Mais au pont Allenby, point de passage entre la Jordanie et la Cisjordanie occupée, le jeune lobbyiste est interpellé par la police israélienne. Depuis cette date, il végète en prison sans que le procureur militaire ait prononcé la moindre inculpation. “Les autorités évoquent une vague rencontre à Amman avec un supposé membre du Hezbollah, dit son avocat Mahmoud Hassan. Tout cela ne vaut rien. C’est une façon de délégitimer la résistance non violente et de dissimuler le fait qu’il s’agit d’un emprisonnement politique.” Dans une tribune publiée sur le site d’information américain Huffington Post, Jamal Juma avait raconté comment Mohamed Othman avait été mis en garde, peu avant son interpellation, par un soldat à un check-point : “”Nous allons t’arrêter”, lui avait-il dit. “Mais c’est un peu difficile avec toi, car tu te contentes de parler”.”

Au mois de juin, un autre “parleur”, Mohamed Khattib, instigateur des manifestations de Bilin, avait été incarcéré pendant deux semaines. Il revenait alors d’un voyage à Montréal, où il avait appuyé une demande de poursuites judiciaires contre deux entreprises de BTP, enregistrées sur le sol canadien et impliquées dans la construction de colonies sur la terre de Bilin. A son procès, il était apparu que l’accusation de jet de pierres portée contre lui était factice, dans la mesure où il n’était pas présent le jour de la supposée infraction. Mohamed Srour, son homologue du village de Nilin, a reçu un traitement équivalent. Il a été arrêté pendant trois jours, fin juillet, de retour de Genève où il avait déposé devant la commission d’enquête sur la guerre de Gaza, dirigée par le juge sud-africain Richard Goldstone.

C’est au mois de décembre que le rythme des interpellations s’est accéléré.
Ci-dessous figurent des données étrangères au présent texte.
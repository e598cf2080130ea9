//! Symbol database: arena of modules and declarations.
//!
//! Modules and declarations reference each other through [`ModuleId`] and
//! [`DeclId`] rather than pointers. A declaration records the id of the
//! module it is visible in; the module maps declaration names to ids.
//!
//! Each inspection pass produces fresh [`Module`] and [`Declaration`] values
//! which are folded in with [`SymbolDb::merge_module`]: a module that is the
//! same as a known one (see [`same_module`]) replaces it in place and keeps
//! its id.
//!
//! The database itself is not synchronised. Callers that merge from a
//! background job while other threads read must lock it, for instance by
//! sharing it as a [`SharedSymbolDb`].

use std::ops::Deref;
use std::sync::Arc;

use parking_lot::RwLock;
use rustc_hash::FxHashMap;

use super::error::{Result, SymbolError};
use super::identity::{same_declaration, same_module};
use super::{DeclId, Declaration, Module, ModuleId};
use crate::base::{Location, source_location};
use crate::core::text_utils::split_qualified;

/// A symbol database shared between the inspection worker and readers.
pub type SharedSymbolDb = Arc<RwLock<SymbolDb>>;

#[derive(Debug, Default)]
pub struct SymbolDb {
    modules: Vec<Option<Module>>,
    declarations: Vec<Option<Declaration>>,
    /// Module name -> ids of live modules with that name
    modules_by_name: FxHashMap<Arc<str>, Vec<ModuleId>>,
    /// Declarations not owned by any module
    detached: Vec<DeclId>,
    /// Emptied declaration slots, reused before the arena grows
    free: Vec<DeclId>,
}

impl SymbolDb {
    pub fn new() -> Self {
        Self::default()
    }

    pub fn shared(self) -> SharedSymbolDb {
        Arc::new(RwLock::new(self))
    }

    // ------------------------------------------------------------------
    // Modules
    // ------------------------------------------------------------------

    /// Store a module as a new entry, without looking for an existing one.
    ///
    /// Use [`merge_module`](Self::merge_module) for inspection results.
    pub fn add_module(&mut self, mut module: Module) -> ModuleId {
        let id = ModuleId::new(self.modules.len());
        module.attribute_imports();
        module.declarations.clear();
        self.modules_by_name
            .entry(module.name.clone())
            .or_default()
            .push(id);
        self.modules.push(Some(module));
        id
    }

    /// Fold a freshly inspected module and its declarations into the db.
    ///
    /// If a known module is the same module, its previous declarations are
    /// dropped and the new data takes its place under the same id. A
    /// declaration that keeps its name keeps its [`DeclId`]. Ownership is
    /// checked up front; on error the db is unchanged.
    pub fn merge_module(
        &mut self,
        module: Module,
        declarations: impl IntoIterator<Item = Declaration>,
    ) -> Result<ModuleId> {
        let declarations: Vec<Declaration> = declarations.into_iter().collect();
        let existing = self.find_module(&module);
        let target = existing.unwrap_or(ModuleId::new(self.modules.len()));
        for declaration in &declarations {
            match declaration.module {
                Some(owner) if owner != target => {
                    return Err(SymbolError::OwnershipViolation {
                        name: declaration.name.clone(),
                        owner,
                        target,
                    });
                }
                _ => {}
            }
        }

        match existing {
            Some(id) => {
                tracing::debug!(
                    module = %module.name,
                    id = %id,
                    "replacing previously inspected module"
                );
                self.replace_module(id, module, declarations)?;
                Ok(id)
            }
            None => {
                tracing::debug!(module = %module.name, "adding new module");
                let id = self.add_module(module);
                for declaration in declarations {
                    self.add_declaration(id, declaration)?;
                }
                Ok(id)
            }
        }
    }

    fn replace_module(
        &mut self,
        id: ModuleId,
        mut module: Module,
        declarations: Vec<Declaration>,
    ) -> Result<()> {
        let mut previous = self.modules[id.index()]
            .take()
            .map(|old| old.declarations)
            .unwrap_or_default();
        module.attribute_imports();
        module.declarations.clear();
        for declaration in &declarations {
            if let Some(decl) = previous.shift_remove(declaration.name.as_ref()) {
                module.declarations.insert(declaration.name.clone(), decl);
            }
        }
        self.modules[id.index()] = Some(module);
        for decl in previous.into_values() {
            self.release_declaration(decl);
        }

        for declaration in declarations {
            self.add_declaration(id, declaration)?;
        }
        Ok(())
    }

    /// Remove a module and all declarations it owns.
    pub fn remove_module(&mut self, id: ModuleId) -> Option<Module> {
        let module = self.modules.get_mut(id.index())?.take()?;
        for decl in module.declarations.values() {
            self.release_declaration(*decl);
        }
        if let Some(ids) = self.modules_by_name.get_mut(&module.name) {
            ids.retain(|m| *m != id);
        }
        Some(module)
    }

    pub fn module(&self, id: ModuleId) -> Option<&Module> {
        self.modules.get(id.index())?.as_ref()
    }

    pub fn modules(&self) -> impl Iterator<Item = (ModuleId, &Module)> {
        self.modules
            .iter()
            .enumerate()
            .filter_map(|(i, m)| m.as_ref().map(|m| (ModuleId::new(i), m)))
    }

    pub fn modules_named<'a>(&'a self, name: &str) -> impl Iterator<Item = (ModuleId, &'a Module)> {
        self.modules_by_name
            .get(name)
            .into_iter()
            .flatten()
            .filter_map(|id| self.module(*id).map(|m| (*id, m)))
    }

    /// A known module which is the same module as `module`.
    pub fn find_module(&self, module: &Module) -> Option<ModuleId> {
        self.modules_named(&module.name)
            .find(|(_, known)| same_module(known, module))
            .map(|(id, _)| id)
    }

    // ------------------------------------------------------------------
    // Declarations
    // ------------------------------------------------------------------

    /// Add a declaration to a module, replacing one of the same name.
    ///
    /// The declaration takes the module's location. Adding a declaration
    /// that is already owned by another module is an error and leaves the
    /// module untouched.
    pub fn add_declaration(
        &mut self,
        module_id: ModuleId,
        mut declaration: Declaration,
    ) -> Result<DeclId> {
        let module = self
            .modules
            .get(module_id.index())
            .and_then(Option::as_ref)
            .ok_or(SymbolError::UnknownModule(module_id))?;

        match declaration.module {
            Some(owner) if owner != module_id => {
                return Err(SymbolError::OwnershipViolation {
                    name: declaration.name.clone(),
                    owner,
                    target: module_id,
                });
            }
            _ => {}
        }
        declaration.module = Some(module_id);
        declaration.location = module.location.clone();

        let existing = module.declarations.get(&declaration.name).copied();
        let id = match existing {
            Some(existing) => {
                self.declarations[existing.index()] = Some(declaration);
                existing
            }
            None => {
                let name = declaration.name.clone();
                let id = self.alloc_declaration(declaration);
                if let Some(module) = self.modules[module_id.index()].as_mut() {
                    module.declarations.insert(name, id);
                }
                id
            }
        };
        Ok(id)
    }

    /// Merge a declaration by identity: owned declarations go to their
    /// module, detached ones replace a detached declaration of the same name.
    pub fn merge_declaration(&mut self, declaration: Declaration) -> Result<DeclId> {
        if let Some(module) = declaration.module {
            return self.add_declaration(module, declaration);
        }

        let existing = self.detached.iter().copied().find(|id| {
            self.declaration(*id)
                .is_some_and(|known| same_declaration(self, known, &declaration))
        });
        match existing {
            Some(id) => {
                self.declarations[id.index()] = Some(declaration);
                Ok(id)
            }
            None => {
                let id = self.alloc_declaration(declaration);
                self.detached.push(id);
                Ok(id)
            }
        }
    }

    fn alloc_declaration(&mut self, declaration: Declaration) -> DeclId {
        match self.free.pop() {
            Some(id) => {
                self.declarations[id.index()] = Some(declaration);
                id
            }
            None => {
                let id = DeclId::new(self.declarations.len());
                self.declarations.push(Some(declaration));
                id
            }
        }
    }

    fn release_declaration(&mut self, id: DeclId) {
        if self.declarations[id.index()].take().is_some() {
            self.free.push(id);
        }
    }

    pub fn declaration(&self, id: DeclId) -> Option<&Declaration> {
        self.declarations.get(id.index())?.as_ref()
    }

    pub fn declaration_ref(&self, id: DeclId) -> Option<DeclarationRef<'_>> {
        self.declaration(id).map(|decl| DeclarationRef::new(self, decl))
    }

    /// Declaration `name` visible in `module`.
    pub fn lookup(&self, module: ModuleId, name: &str) -> Option<DeclarationRef<'_>> {
        let id = self.module(module)?.declaration_id(name)?;
        self.declaration_ref(id)
    }

    /// Resolve a possibly qualified name (`M.insert`) as seen from `module`.
    ///
    /// The qualifier may be an import alias or a module name. Names in
    /// scope win; otherwise the modules the qualifier stands for are
    /// searched directly.
    pub fn resolve_name(&self, module: ModuleId, name: &str) -> Option<DeclarationRef<'_>> {
        let scope = self.module(module)?;
        let (qualifier, name) = match split_qualified(name) {
            (Some(qualifier), name) => (qualifier, name),
            (None, name) => return self.lookup(module, name),
        };

        let in_scope = scope
            .declarations
            .values()
            .filter_map(|id| self.declaration_ref(*id))
            .find(|decl| {
                decl.name.as_ref() == name
                    && decl.imported.iter().any(|import| {
                        import.import_as.as_deref() == Some(qualifier)
                            || import.module.as_ref() == qualifier
                    })
            });
        if in_scope.is_some() {
            return in_scope;
        }

        let mut targets = scope.unalias(qualifier);
        targets.push(qualifier.into());
        targets.iter().find_map(|target| {
            self.modules_named(target)
                .find_map(|(id, _)| self.lookup(id, name))
        })
    }

    /// A known declaration which is the same declaration as `declaration`.
    pub fn find_declaration(&self, declaration: &Declaration) -> Option<DeclId> {
        self.declarations
            .iter()
            .enumerate()
            .filter_map(|(index, decl)| Some((DeclId::new(index), decl.as_ref()?)))
            .find(|(_, known)| same_declaration(self, known, declaration))
            .map(|(id, _)| id)
    }

    /// All declarations of a module, in declaration order.
    pub fn module_declarations(&self, module: ModuleId) -> Vec<DeclarationRef<'_>> {
        self.module(module)
            .map(|m| {
                m.declarations
                    .values()
                    .filter_map(|id| self.declaration_ref(*id))
                    .collect()
            })
            .unwrap_or_default()
    }

    /// Every live declaration with the given name.
    pub fn declarations_named<'a>(
        &'a self,
        name: &'a str,
    ) -> impl Iterator<Item = DeclarationRef<'a>> {
        self.declarations
            .iter()
            .flatten()
            .filter(move |d| d.name.as_ref() == name)
            .map(|d| DeclarationRef::new(self, d))
    }

    pub fn module_count(&self) -> usize {
        self.modules.iter().flatten().count()
    }

    pub fn declaration_count(&self) -> usize {
        self.declarations.iter().flatten().count()
    }
}

// ============================================================================
// DECLARATION VIEW
// ============================================================================

/// A declaration together with the db it lives in, for navigation.
///
/// Also wraps declarations that are not stored in the db, such as
/// qualified copies.
#[derive(Clone, Copy, Debug)]
pub struct DeclarationRef<'db> {
    db: &'db SymbolDb,
    decl: &'db Declaration,
}

impl<'db> DeclarationRef<'db> {
    pub fn new(db: &'db SymbolDb, decl: &'db Declaration) -> Self {
        Self { db, decl }
    }

    pub fn db(&self) -> &'db SymbolDb {
        self.db
    }

    pub fn declaration(&self) -> &'db Declaration {
        self.decl
    }

    pub fn module(&self) -> Option<&'db Module> {
        self.db.module(self.decl.module?)
    }

    pub fn defined_module(&self) -> Option<&'db Module> {
        self.db.module(self.decl.defined_module_id()?)
    }

    fn defined_location(&self) -> Option<&'db Location> {
        self.defined_module()?.location.as_ref()
    }

    pub fn by_source(&self) -> bool {
        self.defined_location().is_some_and(Location::is_source)
    }

    pub fn by_cabal(&self) -> bool {
        self.defined_location().is_some_and(Location::is_installed)
    }

    pub fn by_hayoo(&self) -> bool {
        self.defined_location().is_some_and(Location::is_other)
    }

    pub fn has_source_location(&self) -> bool {
        self.by_source() && self.decl.position.is_some()
    }

    /// `file:line:column` of the definition, if defined in a source file.
    pub fn source_location(&self) -> Option<String> {
        if !self.has_source_location() {
            return None;
        }
        let location = self.defined_location()?;
        Some(source_location(location, self.decl.position.as_ref()))
    }

    /// Module the name is referred to through: the first import if
    /// imported, otherwise the owning module.
    pub fn module_name(&self) -> Option<&'db str> {
        match self.decl.imported.first() {
            Some(import) => Some(&import.module),
            None => self.module().map(|m| m.name.as_ref()),
        }
    }

    pub fn qualified_name(&self) -> String {
        match self.module_name() {
            Some(module) => format!("{}.{}", module, self.decl.name),
            None => self.decl.name.to_string(),
        }
    }

    /// A detached copy named by its qualified name, for qualified completion.
    pub fn make_qualified(&self) -> Declaration {
        let mut decl = self.decl.clone();
        decl.name = self.qualified_name().into();
        decl
    }
}

impl Deref for DeclarationRef<'_> {
    type Target = Declaration;

    fn deref(&self) -> &Self::Target {
        self.decl
    }
}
Cinq surviennent d’un seul coup à Naplouse, visant des militants associatifs. Le 10 de ce mois, peu avant Jamal Juma, c’est Abdallah Abu Rahma, autre pilier des cortèges de Bilin, qui est embarqué par l’armée israélienne. Parmi les charges retenues contre lui, outre le “jet de pierres” et le “jet de ballons remplis d’excréments de poulet” (sic), figure “la possession d’armes israéliennes usagées”.

Lesdites armes sont les reliques des grenades assourdissantes et lacrymogènes, tirées par les soldats contre les villageois, puis ramassées par ceux-là et exposées en guise de témoignage de la violence exercée contre eux. A l’idée qu’il s’agit là d’un délit, Gaby Lasky, l’avocate d’Abou Rahma, réprime un fou rire : “Et c’est quoi la prochaine étape ? Faire payer aux manifestants le prix des balles qui sont tirées sur eux ?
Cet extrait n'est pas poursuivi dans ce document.